Tag Archives: Provisioning

Nutanix: Cloud-like DevOps powering NoSQL for BigData

The popularity of NoSQL has increasingly come about as developers want to use the same in-memory data structures in their applications and have them map directly into a database persistence layer. For example, storing data in XML or JSON format is often hierarchical and potentially does not lend itself to being easily stored in row based tables. It becomes more complicated if the data also contains lists and objects. Not having to convert these in-memory structures into relational database structures is a major advantage in terms of time to value. Such considerations have been made all the more acute by the rise of the web as a platform for services. There’s also an economic aspect, like the prohibitive infrastructure costs required to scale up traditional RDBMS to support high availability etc. Compare this to such Web-Scale or cloud aware apps like NoSQL, which expects to “just drop in” commodity hardware at the infrastructure layer and scale out horizontally on demand.

So if we were to consider the requirements from a modern hyper-converged infrastructure (HCI) that employed the same Web-Scale paradigms used by modern cloud-aware applications. Then to deploy apps, like a NoSQL database for example, the first thing I would want to do is virtualise. This means a right-sized, sandboxed environment (ie a virtual machine) to run individual NoSQL instances. If there was a need to scale up, then it’s a simple case of increasing RAM and CPU. As the application landscape grows over time and starts to scale out, there’s increased need for more nodes/VMs.  Hence, any HCI platform needs cloud like provisioning of nodes. So providing faster time to deploy and time to value. The ability to auto-discover and add new nodes by the click of a button is quite compelling. In short, horizontal scale out needs to be easily undertaken. Say, in the middle of the production day, while running the month end workload?

Intelligent, automated data tiering, locality and balancing via post-process techniques like Mapreduce is another key requirement. As any database working set grows over time, ie: more users will mean more queries, new tables, indexes, aggregations, etc. So the ability to maintain a responsive I/O profile via SSD, as more I/O is periodically obtained from disk, will be key. If all VMs are then able to get local access to their data via SSD from a global storage fabric so much the better. While we are here, consider how you would migrate to a new(er) hardware fleet with and without a distributed storage fabric. Far easier to just drop in units of converged compute/storage and then migrate VMs to it. Compare how that would work with a large white box server estate spread across numerous racks in a DC? There’s yet another aspect of economics to all this. In that auto tiering of the storage layer means the current “working set” data is held at the most performant (and by comparison more expensive) layer. While colder data sits on cheaper spinning disk.

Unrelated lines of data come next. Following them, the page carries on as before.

//! Ingested policy documents and text-extraction results

use std::fmt;

/// Store-assigned identifier of an ingested document
#[derive(Debug, Clone, Copy, PartialEq, Eq, PartialOrd, Ord, Hash)]
pub struct DocumentId(i64);

impl DocumentId {
    /// Wrap a raw row identifier
    pub fn new(value: i64) -> Self {
        Self(value)
    }

    /// Raw row identifier
    pub fn value(&self) -> i64 {
        self.0
    }
}

impl fmt::Display for DocumentId {
    fn fmt(&self, f: &mut fmt::Formatter<'_>) -> fmt::Result {
        write!(f, "{}", self.0)
    }
}

/// Declared format of an uploaded document
#[derive(Debug, Clone, Copy, PartialEq, Eq, Hash)]
pub enum DocumentFormat {
    /// Portable Document Format
    Pdf,
    /// Word document
    Docx,
    /// Outlook message
    Msg,
    /// RFC 822 e-mail
    Eml,
    /// Plain text
    Txt,
}

impl DocumentFormat {
    /// Infer the format from a file extension (case-insensitive, with or without a dot)
    pub fn from_extension(ext: &str) -> Option<Self> {
        match ext.trim_start_matches('.').to_lowercase().as_str() {
            "pdf" => Some(Self::Pdf),
            "docx" | "doc" => Some(Self::Docx),
            "msg" => Some(Self::Msg),
            "eml" => Some(Self::Eml),
            "txt" | "text" | "md" => Some(Self::Txt),
            _ => None,
        }
    }

    /// Canonical lowercase name
    pub fn as_str(&self) -> &'static str {
        match self {
            Self::Pdf => "pdf",
            Self::Docx => "docx",
            Self::Msg => "msg",
            Self::Eml => "eml",
            Self::Txt => "txt",
        }
    }
}

impl fmt::Display for DocumentFormat {
    fn fmt(&self, f: &mut fmt::Formatter<'_>) -> fmt::Result {
        f.write_str(self.as_str())
    }
}

/// Metadata reported by the text-extraction collaborator
#[derive(Debug, Clone, PartialEq)]
pub struct ExtractionMetadata {
    /// Page count (0 on failure)
    pub pages: u32,
    /// Extraction confidence in [0, 1]
    pub confidence: f64,
    /// Detected language, `"unknown"` on failure
    pub language: String,
    /// Human-readable processing time such as `"0.9s"`
    pub processing_time: String,
    /// Failure description, if extraction failed
    pub error: Option<String>,
}

impl ExtractionMetadata {
    /// Metadata describing a failed extraction
    pub fn failed(error: impl Into<String>) -> Self {
        Self {
            pages: 0,
            confidence: 0.0,
            language: "unknown".to_string(),
            processing_time: "0s".to_string(),
            error: Some(error.into()),
        }
    }
}

/// Text plus metadata produced from a document byte stream
#[derive(Debug, Clone, PartialEq)]
pub struct ExtractedText {
    /// Extracted text, empty on failure
    pub text: String,
    /// Extraction metadata
    pub metadata: ExtractionMetadata,
}

impl ExtractedText {
    /// Failed extraction: empty text with failure metadata
    pub fn failed(error: impl Into<String>) -> Self {
        Self {
            text: String::new(),
            metadata: ExtractionMetadata::failed(error),
        }
    }

    /// Whether there is usable text
    pub fn has_text(&self) -> bool {
        !self.text.trim().is_empty()
    }
}

/// A document about to be stored
#[derive(Debug, Clone)]
pub struct NewDocument {
    /// File name
    pub name: String,
    /// Declared format
    pub format: DocumentFormat,
    /// Size of the original byte stream
    pub size: u64,
    /// Extracted text plus metadata
    pub extracted: ExtractedText,
}

/// A stored document
#[derive(Debug, Clone, PartialEq)]
pub struct Document {
    /// Store identifier
    pub id: DocumentId,
    /// File name
    pub name: String,
    /// Declared format
    pub format: DocumentFormat,
    /// Size of the original byte stream
    pub size: u64,
    /// Extracted text
    pub extracted_text: String,
    /// Extraction metadata
    pub metadata: ExtractionMetadata,
    /// Upload time (unix seconds)
    pub uploaded_at: u64,
}

impl Document {
    /// Whitespace-delimited word count of the extracted text
    pub fn word_count(&self) -> usize {
        self.extracted_text.split_whitespace().count()
    }
}

#[cfg(test)]
mod tests {
    use super::*;

    #[test]
    fn test_format_from_extension() {
        assert_eq!(DocumentFormat::from_extension("PDF"), Some(DocumentFormat::Pdf));
        assert_eq!(DocumentFormat::from_extension(".eml"), Some(DocumentFormat::Eml));
        assert_eq!(DocumentFormat::from_extension("doc"), Some(DocumentFormat::Docx));
        assert_eq!(DocumentFormat::from_extension("xlsx"), None);
    }

    #[test]
    fn test_failed_extraction_shape() {
        let failed = ExtractedText::failed("corrupt stream");
        assert!(!failed.has_text());
        assert_eq!(failed.metadata.pages, 0);
        assert_eq!(failed.metadata.confidence, 0.0);
        assert_eq!(failed.metadata.language, "unknown");
        assert_eq!(failed.metadata.error.as_deref(), Some("corrupt stream"));
    }
}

Another advantage of a distributed storage fabric is one of data service features. Take point in time (PIT) backups of sharded DBs, which can sometimes be a complicated issue. In which case, a data service that supports VM centric snapshots of key VMs in a consistency group can avoid another potential pain point. Also, rapid cloning of preconfigured VMs will improve deployment times and speaks to the DevOps workflows that many IT shops have increasingly adopted. Consider how easy might it be to create dev/QA environments with production style data using such mechanisms? What about burst workloads? The ability to migrate VMs between public and private cloud would bring further benefits, both as a means to provide offsite backups or move VMs between geographies.

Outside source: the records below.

#[cfg(test)]
mod tests {
    use super::*;

    #[test]
    fn test_matched_clause_json_round_trip() {
        let clauses = vec![
            MatchedClause {
                clause_id: "C001".to_string(),
                text: "Coverage excludes cosmetic surgery...".to_string(),
                page: Some(3),
                document: "policy.txt".to_string(),
                relevance_score: 0.5,
            },
            MatchedClause::unmatched("waiting period"),
        ];

        let encoded = serde_json::to_string(&encode_matched_clauses(&clauses)).unwrap();
        let decoded = decode_matched_clauses(&encoded).unwrap();
        assert_eq!(decoded, clauses);
    }

    #[test]
    fn test_decode_extracted_info_fills_missing_fields() {
        let info = decode_extracted_info(r#"{"age": "46"}"#).unwrap();
        assert_eq!(info.age, "46");
        assert_eq!(info.gender, "N/A");
    }

    #[test]
    fn test_failed_clause_insert_rolls_back_document() {
        use intelliclaim_domain::ExtractedText;

        let mut store = SqliteStore::in_memory().unwrap();
        store
            .conn
            .execute_batch(
                "CREATE TEMP TRIGGER reject_clause BEFORE INSERT ON clauses
                 WHEN NEW.title = 'Broken'
                 BEGIN SELECT RAISE(ABORT, 'clause rejected'); END;",
            )
            .unwrap();

        let document = NewDocument {
            name: "policy.txt".to_string(),
            format: DocumentFormat::Txt,
            size: 10,
            extracted: ExtractedText {
                text: "Section 1: Coverage".to_string(),
                metadata: ExtractionMetadata {
                    pages: 1,
                    confidence: 0.97,
                    language: "en".to_string(),
                    processing_time: "0.3s".to_string(),
                    error: None,
                },
            },
        };
        let clauses = vec![
            Clause::new(ClauseId::from_sequence(1), "Coverage", "Inpatient care", 0),
            Clause::new(ClauseId::from_sequence(2), "Broken", "Never stored", 0),
        ];

        let result = store.insert_document_with_clauses(document, clauses);

        assert!(matches!(result, Err(StoreError::Database(_))));
        assert!(store.latest_document().unwrap().is_none());
        assert_eq!(store.clause_count().unwrap(), 0);
    }

    #[test]
    fn test_decode_matched_clauses_rejects_non_array() {
        assert!(decode_matched_clauses(r#"{"a": 1}"#).is_err());
    }
}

Bear in mind there isn’t 20+ years of ecosystem software (or even tribal knowledge perhaps?) in the NoSQL community – unlike in traditional RDBMS. For this reason continual monitoring is a major requirement. The ability to support a floor to ceiling overview of VMs, hypervisor and hardware platform in terms of performance, alerts and events is paramount. We mentioned briefly above how working set size and IO throughput could affect end user experience. So the ability to predict trends in such behaviour means timely decisions about when to scale or shard an application can be made.  No discussion of any DevOps processes is complete without including REST API and/or Powershell automation capabilities. Automation is key in terms of workflow agility, allowing routine tasks to be performed repeatedly with a well understood outcome. Dev/QA environments can benefit greatly from the features already described. In addition, via the API, developers can build self-service portal software allowing them to spin up new environments in a matter of minutes.

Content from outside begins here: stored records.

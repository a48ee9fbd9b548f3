//! Extension → language table and extractor family dispatch.

use serde::Serialize;
use std::path::Path;

/// Languages recognised by file extension.
#[derive(Debug, Clone, Copy, PartialEq, Eq, Hash, Serialize)]
#[serde(rename_all = "lowercase")]
pub enum Language {
    TypeScript,
    JavaScript,
    Python,
    Java,
    Kotlin,
    CSharp,
    Go,
    Rust,
    Ruby,
    Php,
    C,
    Cpp,
    Swift,
    Vue,
    Svelte,
    Unknown,
}

/// Which line-scanner handles a language.
#[derive(Debug, Clone, Copy, PartialEq, Eq)]
pub enum Family {
    /// Curly-brace scoped, C-like declarations (TS/JS and their component formats)
    Brace,
    /// Indentation scoped (Python)
    Indent,
    /// Keyword scan only
    Generic,
}

impl Language {
    /// Detect the language from a path's extension. Unmapped → `Unknown`.
    pub fn from_path(path: &str) -> Self {
        let ext = Path::new(path)
            .extension()
            .and_then(|e| e.to_str())
            .map(|e| e.to_ascii_lowercase())
            .unwrap_or_default();

        match ext.as_str() {
            "ts" | "tsx" => Language::TypeScript,
            "js" | "jsx" | "mjs" | "cjs" => Language::JavaScript,
            "py" | "pyw" => Language::Python,
            "java" => Language::Java,
            "kt" | "kts" => Language::Kotlin,
            "cs" => Language::CSharp,
            "go" => Language::Go,
            "rs" => Language::Rust,
            "rb" => Language::Ruby,
            "php" => Language::Php,
            "c" | "h" => Language::C,
            "cpp" | "cc" | "cxx" | "hpp" => Language::Cpp,
            "swift" => Language::Swift,
            "vue" => Language::Vue,
            "svelte" => Language::Svelte,
            _ => Language::Unknown,
        }
    }

    pub const fn as_str(&self) -> &'static str {
        match self {
            Language::TypeScript => "typescript",
            Language::JavaScript => "javascript",
            Language::Python => "python",
            Language::Java => "java",
            Language::Kotlin => "kotlin",
            Language::CSharp => "csharp",
            Language::Go => "go",
            Language::Rust => "rust",
            Language::Ruby => "ruby",
            Language::Php => "php",
            Language::C => "c",
            Language::Cpp => "cpp",
            Language::Swift => "swift",
            Language::Vue => "vue",
            Language::Svelte => "svelte",
            Language::Unknown => "unknown",
        }
    }

    pub const fn family(&self) -> Family {
        match self {
            Language::TypeScript | Language::JavaScript | Language::Vue | Language::Svelte => {
                Family::Brace
            }
            Language::Python => Family::Indent,
            _ => Family::Generic,
        }
    }
}

impl std::fmt::Display for Language {
    fn fmt(&self, f: &mut std::fmt::Formatter<'_>) -> std::fmt::Result {
        f.write_str(self.as_str())
    }
}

In previous roles I worked with customers running UNIX based failover clusters protecting traditional SQL RDBMS and ERP software. Think Solaris and SUN Cluster, underpinning Oracle and SAP installs.  While running this kind of ‘Big Iron’ was considered ‘state of the art’. Coming up fast on the inside was ‘Big Data’ and with it a complete rethink on how to achieve massive scale. Traditionally, systems had scaled vertically by adding more CPU and RAM to the host platform, and horizontally by adding system boards to a midframe chassis. This came at a price and often a staggering level of administrative complexity. While Web-Scale technologies may not have completely replaced this approach yet, large scale big iron systems will continue to become more niche as time goes on in my opinion.

So, coming back to the beginning of this post. HCI is not only about scaling just to support Big Data workloads, it’s also about creating lower time to value and radical ease of use synergies with the application that sits on top of the stack. Having a HCI platform designed from the ground up with the same underlying principles as modern Web-Scale applications, means we are able to remove the operational delays and complexity that tend to act as drag anchors in today’s rapid deployment environments. IT departments are then free to focus on innovations that help the business succeed.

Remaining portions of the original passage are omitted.